There are so many fonts.
It was overwhelming.

I know. It's too much.

But being an adult...

And especially being in
an adult relationship...

Means not giving up
when things get hard.

Being an adult sucks.

Yep.

But not always.

And having a partner who
pushes you to be better

makes it suck less.

Look at your mother.

I would never have achieved my dreams

if it weren't for her pushing me.

She's a strong, incredible woman.

She's our rock.

[Vomits]

It's okay, Mommy.

- A little in your hair...
- [Vomits]

Seems like Tina was just giving
you the push you needed.

The best relationships aren't easy.

They're the ones you have to fight for.

So if you really like Tina,
then she's worth the work.

Yeah, you're right, Dad.

And I do like her, so...

Redheaded Huangs, here we come!

[Chuckles]

Um, all right.

Look! There they are!

[Panting, coughing]

Those fools need to hurry up.
It's almost mosquito hour.

- [Clanking]
- Don't you dare!

[Groaning]

[Groans]

Okay, you're good.

Did we do it?

Yes, Mommy.
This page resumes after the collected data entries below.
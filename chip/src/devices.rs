use crate::{definitions::keyboard, display::Row, KeyError};

#[cfg_attr(test, mockall::automock)]
/// The traits responsible for the display based code
pub trait DisplayCommands {
    /// Will display all from the pixels, row by row
    fn display(&mut self, pixels: &[Row]);
}

#[cfg_attr(test, mockall::automock)]
/// The trait responsible for reading the keyboard data
pub trait KeyboardCommands {
    /// The current state of every key of the hex keypad.
    fn get_keyboard(&mut self) -> [bool; keyboard::SIZE];
}

#[cfg_attr(test, mockall::automock)]
/// The trait responsible for the buzzer
pub trait SoundCommands {
    /// Called whenever the buzzer has to start or stop.
    fn set_sound(&mut self, active: bool);
}

/// Will store the state of all keys and latch the first pending press
///
/// Input is done with a hex keyboard that has 16 keys ranging `0-F`. The `8`, `4`, `6`, and
/// `2` keys are typically used for directional input. Three opcodes are used to detect input.
/// One skips an instruction if a specific key is pressed, while another does the same if a
/// specific key is not pressed. The third waits for a key press, and then stores it in one of
/// the data registers.
#[derive(Default, Debug, Clone)]
pub struct Keyboard {
    keys: [bool; keyboard::SIZE],
    /// The first key that went from released to pressed since the latch was
    /// last taken or cleared
    pressed: Option<usize>,
}

impl Keyboard {
    pub fn new() -> Self {
        Keyboard::default()
    }

    /// Will set the state of the given key, a change from released to
    /// pressed is latched until it is taken. Later presses do not replace
    /// a pending one.
    pub fn set_key(&mut self, key: usize, to: bool) -> Result<(), KeyError> {
        let state = self.keys.get_mut(key).ok_or(KeyError::Invalid(key))?;

        if !*state && to {
            self.pressed.get_or_insert(key);
        }
        *state = to;

        Ok(())
    }

    /// Will apply the state of all keys at once. If several keys go down
    /// in the same update the lowest one is latched.
    pub fn set_mult(&mut self, keys: &[bool; keyboard::SIZE]) {
        for (key, &to) in keys.iter().enumerate() {
            if !self.keys[key] && to {
                self.pressed.get_or_insert(key);
            }
        }
        self.keys = *keys;
    }

    pub fn is_pressed(&self, key: usize) -> bool {
        self.keys.get(key).copied().unwrap_or(false)
    }

    pub fn get_keys(&self) -> &[bool] {
        &self.keys
    }

    /// Takes the latched key press, if there was one.
    pub fn take_press(&mut self) -> Option<usize> {
        self.pressed.take()
    }

    /// Forgets the latched key press.
    pub fn clear_press(&mut self) {
        self.pressed = None;
    }
}
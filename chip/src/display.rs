use crate::definitions::display::{HEIGHT, SPRITE_WIDTH, WIDTH};

/// A single row of pixels
pub type Row = [bool; WIDTH];

/// The graphics of the Chip 8 are black and white and the screen has a total of `2048` pixels
/// `(64 x 32)`. Every pixel is either on or off.
#[derive(Debug, Clone, PartialEq, Eq)]
pub struct Display {
    pixels: Box<[Row; HEIGHT]>,
}

impl Default for Display {
    fn default() -> Self {
        Self::new()
    }
}

impl Display {
    pub fn new() -> Self {
        Self {
            pixels: Box::new([[false; WIDTH]; HEIGHT]),
        }
    }

    /// Turns every pixel off.
    pub fn clear(&mut self) {
        for row in self.pixels.iter_mut() {
            row.fill(false);
        }
    }

    /// XORs the sprite rows onto the screen at `(x, y)`, most significant bit first.
    /// Coordinates wrap around the screen edges.
    ///
    /// Returns `true` if any pixel was switched from on to off.
    pub fn blit(&mut self, x: usize, y: usize, rows: &[u8]) -> bool {
        let mut collision = false;

        for (i, row) in rows.iter().enumerate() {
            let py = (y + i) % HEIGHT;

            for j in 0..SPRITE_WIDTH {
                let mask = 0x80u8 >> j;
                if row & mask == 0 {
                    continue;
                }

                let px = (x + j) % WIDTH;
                let pixel = &mut self.pixels[py][px];
                collision |= *pixel;
                *pixel = !*pixel;
            }
        }

        collision
    }

    /// The pixel at the wrapped coordinates.
    pub fn pixel(&self, x: usize, y: usize) -> bool {
        self.pixels[y % HEIGHT][x % WIDTH]
    }

    /// Read only snapshot of all rows, top to bottom.
    pub fn rows(&self) -> &[Row] {
        &self.pixels[..]
    }
}

#[cfg(test)]
mod tests {
    use super::*;

    fn lit(display: &Display) -> usize {
        display
            .rows()
            .iter()
            .map(|row| row.iter().filter(|&&p| p).count())
            .sum()
    }

    #[test]
    fn test_clear() {
        let mut display = Display::new();
        display.blit(10, 10, &[0xFF, 0xFF]);
        assert_eq!(lit(&display), 16);

        display.clear();
        for y in 0..HEIGHT {
            for x in 0..WIDTH {
                assert!(!display.pixel(x, y));
            }
        }
    }

    #[test]
    fn test_blit_msb_first() {
        let mut display = Display::new();
        let collision = display.blit(0, 0, &[0b1000_0001]);
        assert!(!collision);
        assert!(display.pixel(0, 0));
        assert!(!display.pixel(1, 0));
        assert!(display.pixel(7, 0));
        assert!(!display.pixel(8, 0));
    }

    #[test]
    fn test_blit_twice_restores() {
        let mut display = Display::new();
        display.blit(3, 4, &[0x3C]);
        let before = display.clone();

        let sprite = [0xF0, 0x90, 0x90, 0x90, 0xF0];
        assert!(!display.blit(1, 2, &sprite));
        // every pixel of the sprite is lit by now
        assert!(display.blit(1, 2, &sprite));
        assert_eq!(display, before);
    }

    #[test]
    fn test_collision_only_on_to_off() {
        let mut display = Display::new();
        display.blit(0, 0, &[0b1000_0000]);
        // turning on pixels next to lit ones is not a collision
        assert!(!display.blit(1, 0, &[0b1000_0000]));
        assert!(display.blit(0, 0, &[0b1000_0000]));
        assert!(!display.pixel(0, 0));
        assert!(display.pixel(1, 0));
    }

    #[test]
    fn test_wrap_horizontal() {
        let mut display = Display::new();
        display.blit(60, 0, &[0xFF]);
        for x in 60..64 {
            assert!(display.pixel(x, 0));
        }
        for x in 0..4 {
            assert!(display.pixel(x, 0));
        }
        assert!(!display.pixel(4, 0));
        assert_eq!(lit(&display), 8);
    }

    #[test]
    fn test_wrap_vertical() {
        let mut display = Display::new();
        display.blit(0, 30, &[0x80, 0x80, 0x80, 0x80]);
        assert!(display.pixel(0, 30));
        assert!(display.pixel(0, 31));
        assert!(display.rows()[0][0]);
        assert!(display.rows()[1][0]);
        assert_eq!(lit(&display), 4);
    }

    #[test]
    fn test_start_coordinates_wrap() {
        let mut display = Display::new();
        display.blit(64 + 2, 32 + 1, &[0x80]);
        assert!(display.rows()[1][2]);
    }
}
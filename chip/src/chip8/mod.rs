//! The full implementation of the chip8 interpreter, from the fetch and decode
//! loop to the opcodes and a state dump.
mod machine;
mod opcodes;
mod print;

/// reexport machine structs and data for simpler usage
pub use machine::*;
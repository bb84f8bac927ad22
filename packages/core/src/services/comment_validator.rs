//! Comment Content Validation
//!
//! Pages that accept comments carry a `comments` content group with two
//! fields: `allow_comments` (`allow`, `approve` or `disabled`) and the
//! multi-value `permission` field listing who may comment.
//! [`CommentContentValidator`] checks that a page's content has that shape
//! before a comment is processed.

use crate::models::{Content, ContentSlot, FieldNode, Group};
use thiserror::Error;

pub const COMMENTS_GROUP: &str = "comments";
pub const ALLOW_COMMENTS_FIELD: &str = "allow_comments";
pub const PERMISSION_FIELD: &str = "permission";

pub const COMMENTS_ALLOW: &str = "allow";
pub const COMMENTS_APPROVE: &str = "approve";
pub const COMMENTS_DISABLED: &str = "disabled";

/// Content cannot be used to process comments
#[derive(Error, Debug, Clone, PartialEq, Eq)]
pub enum InvalidContentError {
    #[error("`comments` group not declared on content")]
    MissingGroup,

    #[error("`comments` must be a content group, found {found}")]
    NotAGroup { found: &'static str },

    #[error("Option for `{0}` not defined")]
    MissingField(&'static str),

    #[error("`{field}` must be a {expected} field")]
    WrongFieldKind {
        field: &'static str,
        expected: &'static str,
    },

    #[error("Comments are disabled for this page")]
    CommentsDisabled,

    #[error("Comment setting `{0}` is invalid")]
    InvalidSetting(String),

    #[error("`permission` is not determined")]
    NoPermission,
}

#[derive(Debug, Clone, Copy, Default)]
pub struct CommentContentValidator;

impl CommentContentValidator {
    pub fn new() -> Self {
        Self
    }

    pub fn is_valid(&self, content: &Content) -> bool {
        self.validate(content).is_ok()
    }

    pub fn validate(&self, content: &Content) -> Result<(), InvalidContentError> {
        let group = match content.get(COMMENTS_GROUP) {
            None => return Err(InvalidContentError::MissingGroup),
            Some(ContentSlot::Group(group)) => group,
            Some(other) => {
                return Err(InvalidContentError::NotAGroup {
                    found: slot_kind(other),
                })
            }
        };

        validate_enabling_options(group)?;
        validate_access_options(group)
    }
}

fn validate_enabling_options(group: &Group) -> Result<(), InvalidContentError> {
    let field = match group.get(ALLOW_COMMENTS_FIELD) {
        None => return Err(InvalidContentError::MissingField(ALLOW_COMMENTS_FIELD)),
        Some(FieldNode::Field(field)) => field,
        Some(_) => {
            return Err(InvalidContentError::WrongFieldKind {
                field: ALLOW_COMMENTS_FIELD,
                expected: "single-value",
            })
        }
    };

    match field.value().unwrap_or_default() {
        COMMENTS_DISABLED => Err(InvalidContentError::CommentsDisabled),
        COMMENTS_ALLOW | COMMENTS_APPROVE => Ok(()),
        other => Err(InvalidContentError::InvalidSetting(other.to_string())),
    }
}

fn validate_access_options(group: &Group) -> Result<(), InvalidContentError> {
    match group.get(PERMISSION_FIELD) {
        None => Err(InvalidContentError::MissingField(PERMISSION_FIELD)),
        Some(FieldNode::Multiple(permission)) if permission.is_empty() => {
            Err(InvalidContentError::NoPermission)
        }
        Some(FieldNode::Multiple(_)) => Ok(()),
        Some(_) => Err(InvalidContentError::WrongFieldKind {
            field: PERMISSION_FIELD,
            expected: "multi-value",
        }),
    }
}

fn slot_kind(slot: &ContentSlot) -> &'static str {
    match slot {
        ContentSlot::Field(_) => "a field",
        ContentSlot::Multiple(_) => "a multi-value field",
        ContentSlot::Group(_) => "a group",
        ContentSlot::Repeatable(_) => "a repeatable group",
    }
}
We did.

Okay, good.

[Grunts]

[Doorbell rings]

What do you want?

I'm sorry. You were right.

[Bat thuds] I was stupid

for breaking up with you just
for pushing me to be better.

You're right. That was stupid.

Are these what I think they are?

My spicy pancakes.

I call them... Hot Cakes.

So? How is it?

Mm.

It's very you.

- Has potential.
- Oh.

Well, do you think you
could possibly consider,

y'know, taking me back?

Maybe later, sure.

What?

I'm just not looking to
date a project right now.

I've done the work, but listen...

Take some time, work on yourself.

Then we'll see.

Okay, well, how much time?

That depends, man. It's up to you.

So, how will I know?

These are all good questions.

Can I decide I'm ready right now?

If you think you are.

I'm so confused.

I can't hold your hand on this.

But hey, I'm rooting for ya!

[Door closes]

[Chuckles lightly]

[Door opens]

Hey. I heard what you said.

Thanks for doing the right thing.

I'm sorry I was such a jerk.

So, do you know what Tina
was talking about or...

Never do, buddy.

But I'll be rooting for you, too.

Earn her back. You can do it.

Ooh, pancakes.

You know what'd be good on these?

Don't you dare!

[Whispering] Mayonnaise.



Dad I wanna help,

but this feels wrong.

I can't change who I am.

Not with that attitude, you can't.

Now go harass some seniors.

We gotta get rid of them.

Dad, I finished the new menus!

Even got it down to one page.

Saving paper on paper.

And they're already in circulation.

Ah, that's great, Eddie.

You followed through.

A little tough to read, though.

Dad. Look.

[Murmuring]

Gah, this is a young person's menu!

They're leaving!

Eddie, you did it!

You turned this prune back into a grape!

Think you mean "plum," Lou.

Ah.

Can someone tell Trentina

that I chased out a bunch of old people?